Il songe : « A cette heure-là, d’habitude, je pars de chez moi pour prendre le RER vers Paris Montparnasse, puis le Métro ligne 4 jusqu’à Strasbourg-Saint-Denis, ensuite la ligne 8 pour descendre à Ledru-Rollin et enfin atteindre le bureau. Quelle perte de temps dans les transports chaque jour quand on y pense ! 1h15 à l’aller, autant au retour, durée multipliée par cinq jours ouvrés par semaine pendant quarante ans. Le calcul donne le vertige ! Bukowski a vu juste : il faut être fou pour accepter de vivre ainsi… ou terriblement docile. Et l’on nous répète sans cesse qu’il faut s’estimer chanceux, voire reconnaissant d’avoir un emploi alors que tant d’autres pointent au chômage ou croupissent dans la rue. Une bonne crise, rien de tel pour inquiéter les masses et rogner toujours un peu plus les acquis sociaux sans que personne ne bronche. »
Jef efface ses sombres pensées. Il revient à la quiétude de sa chambre campagnarde. Il rassemble ses affaires et prépare son sac en prévision du départ.
Dehors, David s’active à nourrir la basse-cour. Sa fille dort sans doute encore à l’heure qu’il est. Une table de petit-déjeuner, généreusement garnie attend Jef sous une véranda lumineuse avec vue sur les coteaux. Il savoure son thé en laissant son regard se perdre sur les massifs forestiers.  » Peut-être est-ce le genre de vie qu’il me faudrait.. Une vie simple avec un lopin de terre à cultiver, quelques poules, loin des préoccupations futiles du monde moderne. » se dit-il.

Le voilà prêt pour le départ. Il sort pour remercier David qui l’accompagne jusqu’à la grille. Le flegme britannique ne semble pas de mise : celui-ci lui secoue franchement la main avant de le serrer chaleureusement dans ses bras.
Jef se lance en direction de Queau à une dizaine de kilomètres de là. Son corps rompu à l’effort quotidien n’éprouve plus aucune fatigue ni la moindre douleur lombaire malgré les sept kilos du paquetage.
Les kilomètres filent jusqu’à Moussac dans la fraîcheur du matin. Une côte de 2 km l’attend à l’entrée de l’Isle-Jourdain. Il gère sa cadence avec patience ; l’expérience parle. La départementale, déserte à cette heure, luit sous le soleil matinal. La journée s’annonce chaude.
Il bifurque en direction de Mouterre-sur-Blourde, toujours seul sur sa route au milieu des champs, à flanc de collines. Les départementales succèdent aux départementales. Jef enchaîne les foulées en stakhanoviste de la roulette. Malgré quelques bosses, l’étape du jour lui paraît plus facile que celle de la veille. Changement de département : Adieu la Vienne, bonjour la Charente !

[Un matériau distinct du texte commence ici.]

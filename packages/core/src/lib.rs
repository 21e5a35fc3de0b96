//! FragmentForge Core Logic Layer
//!
//! This crate instantiates Fragments from Blueprint subgraphs stored in a
//! graph database. A Blueprint is a tree-shaped template of typed nodes
//! connected by ordered relationships; cloning one produces a structurally
//! identical Fragment with fresh node ids, linked back to its Blueprint,
//! with shared Modifier nodes attached by reference instead of copied.
//!
//! # Architecture
//!
//! - **Recursion as messages**: each recursive step of the clone walk is a
//!   `CloneRequest` submitted through [`bus::RequestBus`] and awaited, not an
//!   in-process call-stack frame
//! - **Ordered traversal**: a node's children are processed strictly in
//!   ascending `node_order`, one at a time
//! - **Idempotent writes**: node and relationship upserts merge by id, so a
//!   redelivered request never duplicates state
//!
//! # Modules
//!
//! - [`models`] - Data structures (NodeRecord, CloneRequest, CloneReply)
//! - [`db`] - Graph store abstraction with SurrealDB integration
//! - [`services`] - FragmentCloner (the clone algorithm) and Dispatcher
//! - [`bus`] - Request/response bus used for recursive fan-out
//! - [`id`] - Unique id generation

pub mod bus;
pub mod db;
pub mod id;
pub mod models;
pub mod services;

// Re-export commonly used types
pub use db::{GraphStore, GraphStoreError, SurrealStore};
pub use models::{CloneReply, CloneRequest, NodeRecord};
pub use services::{CloneError, Dispatcher, FragmentCloner};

Il franchit le seuil de la commune d’Abzac. Le château de Fayolle et son donjon lui procurent l’occasion d’une pause bien méritée. Il jette son dévolu sur un paquet de fruits secs puis avale une gorgée d’eau avant de reprendre sa route.
Une longue descente l’emmène vers Lessac et Saint-Germain-de-Confolens. Les vibrations sur l’enrobé dégradé lui anesthésient les pieds. Jef lève régulièrement chaque appui pour retrouver des sensations. Pour un patineur, le toucher de la route pourrait se comparer, toutes proportions gardées, à la canne blanche d’un malvoyant ;les pieds remontent en permanence une quantité impressionnante d’informations, traitées inconsciemment par le cerveau : qualité du revêtement, adhérence, posture…

Jef sent une légère pression sur sa malléole droite interne. Dans un premier temps, il n’y prête pas attention. La gêne se transforme en douleur. Il modifie sa technique de patinage. Rien à faire. Il s’arrête pour vérifier le positionnement de ses platines : le gratton a desserré les vis de fixation à la coque. Le châssis du pied droit, trop positionné vers l’extérieur, pourrait bien être à l’origine de ses problèmes. Un coup de clé Allen et le tour est joué.
Jef reprend son chemin en direction de Confolens. Après quelques kilomètres, il s’arrête à nouveau, sa cheville gonflée lui fait souffrir le martyr. Il relâche les boucles micrométriques, puis les lacets et enlève sa chaussette. La malléole, rouge, a doublé de volume. Il tente bien de remettre son patin mais les décharges sont trop fortes.
« Hors de question de renoncer à mi-chemin ! Je n’ai pas fait 400 km pour terminer par le train ! »
A contrecœur, Jef chausse ses sandales. Il espère que la marche va soulager sa cheville et lui permettre de remonter sur les rollers dans quelques kilomètres. Le voilà, boitillant, seul au milieu de nulle part, un patin ballant au bout de chaque bras. La déambulation atténue un peu son désespoir. Il se met à réfléchir. « La seule solution : découper le cuff ou la coque à l’endroit douloureux. Si ça passe, tant mieux, sinon, tant pis, au moins j’aurai essayé. Reste à trouver de quoi découper ! »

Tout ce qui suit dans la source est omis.